Task details → What is needed is an exact transcription of every entry below.
___ Information shown ___
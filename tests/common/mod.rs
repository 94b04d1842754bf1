// MIT License
//
// Copyright (c) 2025 Takatoshi Kondo
//
// Permission is hereby granted, free of charge, to any person obtaining a copy
// of this software and associated documentation files (the "Software"), to deal
// in the Software without restriction, including without limitation the rights
// to use, copy, modify, merge, publish, distribute, sublicense, and/or sell
// copies of the Software, and to permit persons to whom the Software is
// furnished to do so, subject to the following conditions:
//
// The above copyright notice and this permission notice shall be included in all
// copies or substantial portions of the Software.
//
// THE SOFTWARE IS PROVIDED "AS IS", WITHOUT WARRANTY OF ANY KIND, EXPRESS OR
// IMPLIED, INCLUDING BUT NOT LIMITED TO THE WARRANTIES OF MERCHANTABILITY,
// FITNESS FOR A PARTICULAR PURPOSE AND NONINFRINGEMENT. IN NO EVENT SHALL THE
// AUTHORS OR COPYRIGHT HOLDERS BE LIABLE FOR ANY CLAIM, DAMAGES OR OTHER
// LIABILITY, WHETHER IN AN ACTION OF CONTRACT, TORT OR OTHERWISE, ARISING FROM,
// OUT OF OR IN CONNECTION WITH THE SOFTWARE OR THE USE OR OTHER DEALINGS IN THE
// SOFTWARE.

//! In-memory `Transport`/`Listener` test doubles: no sockets, so the whole
//! suite runs deterministically and fast, driving [`tinymqtt::mqtt::Broker`]
//! and [`tinymqtt::mqtt::ClientSession`] exactly as a real TCP transport
//! would.

use std::cell::RefCell;
use std::collections::VecDeque;
use std::rc::Rc;

use tinymqtt::mqtt::error::TransportError;
use tinymqtt::mqtt::transport::{Listener, Transport};

struct Pipe {
    bytes: VecDeque<u8>,
    open: bool,
}

/// One end of an in-memory duplex byte pipe.
pub struct MemoryTransport {
    // Bytes this end has written, read by the peer.
    outbox: Rc<RefCell<Pipe>>,
    // Bytes the peer has written, read by this end.
    inbox: Rc<RefCell<Pipe>>,
}

/// Build a connected pair: writes on one side show up as reads on the
/// other, just like a socketpair.
pub fn memory_pair() -> (MemoryTransport, MemoryTransport) {
    let a_to_b = Rc::new(RefCell::new(Pipe {
        bytes: VecDeque::new(),
        open: true,
    }));
    let b_to_a = Rc::new(RefCell::new(Pipe {
        bytes: VecDeque::new(),
        open: true,
    }));
    let a = MemoryTransport {
        outbox: a_to_b.clone(),
        inbox: b_to_a.clone(),
    };
    let b = MemoryTransport {
        outbox: b_to_a,
        inbox: a_to_b,
    };
    (a, b)
}

impl Transport for MemoryTransport {
    fn available(&mut self) -> usize {
        self.inbox.borrow().bytes.len()
    }

    fn read_byte(&mut self) -> u8 {
        self.inbox.borrow_mut().bytes.pop_front().unwrap_or(0)
    }

    fn write_all(&mut self, bytes: &[u8]) -> Result<(), TransportError> {
        let mut outbox = self.outbox.borrow_mut();
        if !outbox.open {
            return Err(TransportError);
        }
        outbox.bytes.extend(bytes.iter().copied());
        Ok(())
    }

    fn connected(&self) -> bool {
        self.outbox.borrow().open && self.inbox.borrow().open
    }

    fn stop(&mut self) {
        self.outbox.borrow_mut().open = false;
        self.inbox.borrow_mut().open = false;
    }
}

/// A [`Listener`] that hands out a fixed queue of pre-built transports, one
/// per `accept()` call, then returns `None` forever after.
#[derive(Default)]
pub struct QueueListener {
    pending: VecDeque<MemoryTransport>,
}

impl QueueListener {
    pub fn new() -> Self {
        Self::default()
    }

    pub fn push(&mut self, transport: MemoryTransport) {
        self.pending.push_back(transport);
    }
}

impl Listener for QueueListener {
    type Transport = MemoryTransport;

    fn accept(&mut self) -> Option<MemoryTransport> {
        self.pending.pop_front()
    }
}
use core::fmt;
/**
 * MIT License
 *
 * Copyright (c) 2025 Takatoshi Kondo
 *
 * Permission is hereby granted, free of charge, to any person obtaining a copy
 * of this software and associated documentation files (the "Software"), to deal
 * in the Software without restriction, including without limitation the rights
 * to use, copy, modify, merge, publish, distribute, sublicense, and/or sell
 * copies of the Software, and to permit persons to whom the Software is
 * furnished to do so, subject to the following conditions:
 *
 * The above copyright notice and this permission notice shall be included in all
 * copies or substantial portions of the Software.
 *
 * THE SOFTWARE IS PROVIDED "AS IS", WITHOUT WARRANTY OF ANY KIND, EXPRESS OR
 * IMPLIED, INCLUDING BUT NOT LIMITED TO THE WARRANTIES OF MERCHANTABILITY,
 * FITNESS FOR A PARTICULAR PURPOSE AND NONINFRINGEMENT. IN NO EVENT SHALL THE
 * AUTHORS OR COPYRIGHT HOLDERS BE LIABLE FOR ANY CLAIM, DAMAGES OR OTHER
 * LIABILITY, WHETHER IN AN ACTION OF CONTRACT, TORT OR OTHERWISE, ARISING FROM,
 * OUT OF OR IN CONNECTION WITH THE SOFTWARE OR THE USE OR OTHER DEALINGS IN THE
 * SOFTWARE.
 */
use num_enum::TryFromPrimitive;
use serde::{Deserialize, Serialize};

/// MQTT Quality of Service level, as carried on the wire in a SUBSCRIBE's
/// requested-QoS byte.
///
/// This crate only honors QoS 0: every PUBLISH it writes goes out
/// fire-and-forget, with no PUBACK/PUBREC/PUBREL/PUBCOMP handshake and no
/// retry on a failed write (a short write just closes the session — see
/// [`crate::mqtt::error::TransportError`]). A SUBSCRIBE requesting QoS 1
/// or 2 is refused in the SUBACK (return code `0x80`) rather than granted
/// at a lower level. The three-level enum still exists because the wire
/// format itself carries all three values, and refusing the other two
/// needs somewhere to decode them from.
#[derive(
    Debug, Clone, Copy, Serialize, Deserialize, PartialEq, Eq, PartialOrd, Ord, TryFromPrimitive,
)]
#[repr(u8)]
pub enum Qos {
    AtMostOnce = 0,
    AtLeastOnce = 1,
    ExactlyOnce = 2,
}

/// Implementation of `Display` for `Qos`
///
/// Formats the QoS level as a human-readable string representation.
/// This allows QoS values to be used with `println!`, `format!`, and
/// other string formatting operations.
///
/// # Output Format
///
/// * `Qos::AtMostOnce` -> "AtMostOnce"
/// * `Qos::AtLeastOnce` -> "AtLeastOnce"
/// * `Qos::ExactlyOnce` -> "ExactlyOnce"
impl fmt::Display for Qos {
    fn fmt(&self, f: &mut fmt::Formatter<'_>) -> fmt::Result {
        let s = match self {
            Self::AtMostOnce => "AtMostOnce",
            Self::AtLeastOnce => "AtLeastOnce",
            Self::ExactlyOnce => "ExactlyOnce",
        };
        write!(f, "{s}")
    }
}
___
Answer section →
filename tests/common/mod.rs
repository 94b04d1842754bf1
// MIT License
//
// Copyright (c) 2025 Takatoshi Kondo
//
// Permission is hereby granted, free of charge, to any person obtaining a copy
// of this software and associated documentation files (the "Software"), to deal
// in the Software without restriction, including without limitation the rights
// to use, copy, modify, merge, publish, distribute, sublicense, and/or sell
// copies of the Software, and to permit persons to whom the Software is
// furnished to do so, subject to the following conditions:
//
// The above copyright notice and this permission notice shall be included in all
// copies or substantial portions of the Software.
//
// THE SOFTWARE IS PROVIDED "AS IS", WITHOUT WARRANTY OF ANY KIND, EXPRESS OR
// IMPLIED, INCLUDING BUT NOT LIMITED TO THE WARRANTIES OF MERCHANTABILITY,
// FITNESS FOR A PARTICULAR PURPOSE AND NONINFRINGEMENT. IN NO EVENT SHALL THE
// AUTHORS OR COPYRIGHT HOLDERS BE LIABLE FOR ANY CLAIM, DAMAGES OR OTHER
// LIABILITY, WHETHER IN AN ACTION OF CONTRACT, TORT OR OTHERWISE, ARISING FROM,
// OUT OF OR IN CONNECTION WITH THE SOFTWARE OR THE USE OR OTHER DEALINGS IN THE
// SOFTWARE.

//! In-memory `Transport`/`Listener` test doubles: no sockets, so the whole
//! suite runs deterministically and fast, driving [`tinymqtt::mqtt::Broker`]
//! and [`tinymqtt::mqtt::ClientSession`] exactly as a real TCP transport
//! would.

use std::cell::RefCell;
use std::collections::VecDeque;
use std::rc::Rc;

use tinymqtt::mqtt::error::TransportError;
use tinymqtt::mqtt::transport::{Listener, Transport};

struct Pipe {
    bytes: VecDeque<u8>,
    open: bool,
}

/// One end of an in-memory duplex byte pipe.
pub struct MemoryTransport {
    // Bytes this end has written, read by the peer.
    outbox: Rc<RefCell<Pipe>>,
    // Bytes the peer has written, read by this end.
    inbox: Rc<RefCell<Pipe>>,
}

/// Build a connected pair: writes on one side show up as reads on the
/// other, just like a socketpair.
pub fn memory_pair() -> (MemoryTransport, MemoryTransport) {
    let a_to_b = Rc::new(RefCell::new(Pipe {
        bytes: VecDeque::new(),
        open: true,
    }));
    let b_to_a = Rc::new(RefCell::new(Pipe {
        bytes: VecDeque::new(),
        open: true,
    }));
    let a = MemoryTransport {
        outbox: a_to_b.clone(),
        inbox: b_to_a.clone(),
    };
    let b = MemoryTransport {
        outbox: b_to_a,
        inbox: a_to_b,
    };
    (a, b)
}

impl Transport for MemoryTransport {
    fn available(&mut self) -> usize {
        self.inbox.borrow().bytes.len()
    }

    fn read_byte(&mut self) -> u8 {
        self.inbox.borrow_mut().bytes.pop_front().unwrap_or(0)
    }

    fn write_all(&mut self, bytes: &[u8]) -> Result<(), TransportError> {
        let mut outbox = self.outbox.borrow_mut();
        if !outbox.open {
            return Err(TransportError);
        }
        outbox.bytes.extend(bytes.iter().copied());
        Ok(())
    }

    fn connected(&self) -> bool {
        self.outbox.borrow().open && self.inbox.borrow().open
    }

    fn stop(&mut self) {
        self.outbox.borrow_mut().open = false;
        self.inbox.borrow_mut().open = false;
    }
}

/// A [`Listener`] that hands out a fixed queue of pre-built transports, one
/// per `accept()` call, then returns `None` forever after.
#[derive(Default)]
pub struct QueueListener {
    pending: VecDeque<MemoryTransport>,
}

impl QueueListener {
    pub fn new() -> Self {
        Self::default()
    }

    pub fn push(&mut self, transport: MemoryTransport) {
        self.pending.push_back(transport);
    }
}

impl Listener for QueueListener {
    type Transport = MemoryTransport;

    fn accept(&mut self) -> Option<MemoryTransport> {
        self.pending.pop_front()
    }
}
use core::fmt;
/**
 * MIT License
 *
 * Copyright (c) 2025 Takatoshi Kondo
 *
 * Permission is hereby granted, free of charge, to any person obtaining a copy
 * of this software and associated documentation files (the "Software"), to deal
 * in the Software without restriction, including without limitation the rights
 * to use, copy, modify, merge, publish, distribute, sublicense, and/or sell
 * copies of the Software, and to permit persons to whom the Software is
 * furnished to do so, subject to the following conditions:
 *
 * The above copyright notice and this permission notice shall be included in all
 * copies or substantial portions of the Software.
 *
 * THE SOFTWARE IS PROVIDED "AS IS", WITHOUT WARRANTY OF ANY KIND, EXPRESS OR
 * IMPLIED, INCLUDING BUT NOT LIMITED TO THE WARRANTIES OF MERCHANTABILITY,
 * FITNESS FOR A PARTICULAR PURPOSE AND NONINFRINGEMENT. IN NO EVENT SHALL THE
 * AUTHORS OR COPYRIGHT HOLDERS BE LIABLE FOR ANY CLAIM, DAMAGES OR OTHER
 * LIABILITY, WHETHER IN AN ACTION OF CONTRACT, TORT OR OTHERWISE, ARISING FROM,
 * OUT OF OR IN CONNECTION WITH THE SOFTWARE OR THE USE OR OTHER DEALINGS IN THE
 * SOFTWARE.
 */
use num_enum::TryFromPrimitive;
use serde::{Deserialize, Serialize};

/// MQTT Quality of Service level, as carried on the wire in a SUBSCRIBE's
/// requested-QoS byte.
///
/// This crate only honors QoS 0: every PUBLISH it writes goes out
/// fire-and-forget, with no PUBACK/PUBREC/PUBREL/PUBCOMP handshake and no
/// retry on a failed write (a short write just closes the session — see
/// [`crate::mqtt::error::TransportError`]). A SUBSCRIBE requesting QoS 1
/// or 2 is refused in the SUBACK (return code `0x80`) rather than granted
/// at a lower level. The three-level enum still exists because the wire
/// format itself carries all three values, and refusing the other two
/// needs somewhere to decode them from.
#[derive(
    Debug, Clone, Copy, Serialize, Deserialize, PartialEq, Eq, PartialOrd, Ord, TryFromPrimitive,
)]
#[repr(u8)]
pub enum Qos {
    AtMostOnce = 0,
    AtLeastOnce = 1,
    ExactlyOnce = 2,
}

/// Implementation of `Display` for `Qos`
///
/// Formats the QoS level as a human-readable string representation.
/// This allows QoS values to be used with `println!`, `format!`, and
/// other string formatting operations.
///
/// # Output Format
///
/// * `Qos::AtMostOnce` -> "AtMostOnce"
/// * `Qos::AtLeastOnce` -> "AtLeastOnce"
/// * `Qos::ExactlyOnce` -> "ExactlyOnce"
impl fmt::Display for Qos {
    fn fmt(&self, f: &mut fmt::Formatter<'_>) -> fmt::Result {
        let s = match self {
            Self::AtMostOnce => "AtMostOnce",
            Self::AtLeastOnce => "AtLeastOnce",
            Self::ExactlyOnce => "ExactlyOnce",
        };
        write!(f, "{s}")
    }
}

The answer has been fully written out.